For the Record: Obituaries
Virgil P. Hodges died at Tahoe Forest Hospital last Friday. He was 97.
Hodges was born in Crook County, Oregon in 1904. He spent much of his life in Oregon and West Covina, Calif., before moving to Truckee seven years ago.
After graduating from Oregon State University, Hodges worked for the New York Life Insurance Company for more than 50 years. He was also a WWII veteran.
He is preceded in death by his wife Margaret Mary Hodges and his brother Loren Hodges.
He is survived by his daughters, Nancy Louise Wahl of Sacramento and Mary Ellen Cruz of Truckee, and his sons, Thomas Parker Hodges of San Mateo and Virgil Lynn Hodges of Lucerne, Calif. He is also survived by 10 grandchildren and 10 great grandchildren.
No services will be held at Hodges’ request.
Inurnment will be at Holy Cross Cemetery in San Diego and memorials are being established with Tahoe Forest Hospice, P.O. Box 759 Truckee, Calif., 96160.
Parents were former owners of Sierra Sun
Barbara Smart Barrett died last Sunday, Feb. 3. She was 79.

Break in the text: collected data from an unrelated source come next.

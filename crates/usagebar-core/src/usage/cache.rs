//! Last successful snapshot per provider.

use std::collections::HashMap;
use std::sync::Arc;

use parking_lot::RwLock;

use super::types::UsageSnapshot;

/// Shared cache type alias
pub type SharedUsageCache = Arc<UsageCache>;

/// Most recent successful fetch for each provider
#[derive(Debug, Default)]
pub struct UsageCache {
    snapshots: RwLock<HashMap<String, UsageSnapshot>>,
}

impl UsageCache {
    /// Create an empty cache
    pub fn new() -> Self {
        Self::default()
    }

    /// Create an empty cache wrapped in an Arc
    pub fn shared() -> SharedUsageCache {
        Arc::new(Self::new())
    }

    /// Replace the cached snapshot of `provider`
    pub fn store(&self, provider: &str, snapshot: UsageSnapshot) {
        self.snapshots.write().insert(provider.to_string(), snapshot);
    }

    /// Cached snapshot of `provider`, if any fetch has succeeded yet
    pub fn get(&self, provider: &str) -> Option<UsageSnapshot> {
        self.snapshots.read().get(provider).cloned()
    }
}
//! Edge-triggered threshold crossing detection.
//!
//! Each metric key carries an "armed" flag meaning a notification already
//! fired for the current above-threshold excursion. The flag is cleared only
//! when the metric drops back below the threshold.

use std::collections::HashMap;

use parking_lot::Mutex;
use tracing::debug;

use crate::config::{Settings, THRESHOLD_OFF};
use crate::usage::UsageSnapshot;

/// Notification policy, read once per fetch cycle from settings
#[derive(Debug, Clone, Copy, PartialEq, Eq)]
pub struct NotifyPolicy {
    /// Threshold percentage (0 = off)
    pub threshold: u32,
    /// Whether notifications are enabled
    pub enabled: bool,
}

impl NotifyPolicy {
    /// Whether this policy can fire at all
    pub fn is_active(&self) -> bool {
        self.enabled && self.threshold != THRESHOLD_OFF
    }
}

impl From<&Settings> for NotifyPolicy {
    fn from(settings: &Settings) -> Self {
        Self {
            threshold: settings.notify_threshold,
            enabled: settings.notifications_enabled,
        }
    }
}

/// Outcome of evaluating one metric
#[derive(Debug, Clone, Copy, PartialEq, Eq)]
pub enum Transition {
    /// Crossed at or above the threshold: notify and arm
    Fire,
    /// Dropped below the threshold while armed: disarm silently
    Clear,
    /// Nothing to do
    Unchanged,
}

/// Decide what to do with one metric reading
///
/// With an inactive policy nothing changes, whatever the percent; armed
/// flags stay frozen until notifications are active again.
pub fn decide(percent: f64, policy: NotifyPolicy, armed: bool) -> Transition {
    if !policy.is_active() {
        return Transition::Unchanged;
    }

    let threshold = policy.threshold as f64;
    if percent >= threshold && !armed {
        Transition::Fire
    } else if percent < threshold && armed {
        Transition::Clear
    } else {
        Transition::Unchanged
    }
}

/// A notification the tracker decided to send
#[derive(Debug, Clone, PartialEq)]
pub struct Notification {
    /// Metric key (e.g., `Claude_session`)
    pub key: String,
    /// Title, e.g. `Claude session at 82%`
    pub title: String,
    /// Body (the metric's reset descriptor)
    pub body: String,
}

/// Per-metric armed flags, mutated only through [`CrossingTracker::evaluate`]
#[derive(Debug, Default)]
pub struct CrossingTracker {
    armed: Mutex<HashMap<String, bool>>,
}

impl CrossingTracker {
    /// Create a tracker with no armed metrics
    pub fn new() -> Self {
        Self::default()
    }

    /// Evaluate all metrics of one provider snapshot under a single policy
    ///
    /// Returns the notifications to send. The lock is released before
    /// returning, so dispatch never happens while holding it.
    pub fn evaluate(
        &self,
        provider: &str,
        snapshot: &UsageSnapshot,
        policy: NotifyPolicy,
    ) -> Vec<Notification> {
        if !policy.is_active() {
            return Vec::new();
        }

        let mut fired = Vec::new();
        let mut armed = self.armed.lock();

        for reading in snapshot.readings(provider) {
            let key = reading.kind.key(provider);
            let flag = armed.entry(key.clone()).or_insert(false);

            match decide(reading.percent, policy, *flag) {
                Transition::Fire => {
                    *flag = true;
                    debug!(%key, percent = reading.percent, "Threshold crossed");
                    fired.push(Notification {
                        title: format!("{} at {:.0}%", reading.label, reading.percent),
                        body: reading.reset_info,
                        key,
                    });
                }
                Transition::Clear => {
                    *flag = false;
                    debug!(%key, percent = reading.percent, "Dropped below threshold");
                }
                Transition::Unchanged => {}
            }
        }

        fired
    }

    /// Whether `key` is currently armed
    pub fn is_armed(&self, key: &str) -> bool {
        self.armed.lock().get(key).copied().unwrap_or(false)
    }

    /// Copy of all armed flags
    pub fn armed_snapshot(&self) -> HashMap<String, bool> {
        self.armed.lock().clone()
    }
}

She was born in Patricia, Alberta, Canada to Harriet and Walter Barrett, who later owned and published the Sierra Sun for more than 30 years, from 1936 to 1967. Several years later, her future husband would become a regular contributor to the Sierra Sun, with his historical columns entitled “My Place in the Sun.”
Barbara had a full and interesting life. She was a pioneer, teacher, mother, grandmother and great grandmother. Her enjoyments were her knitting, church music, writing, politics, current events, fellowship groups and people in general.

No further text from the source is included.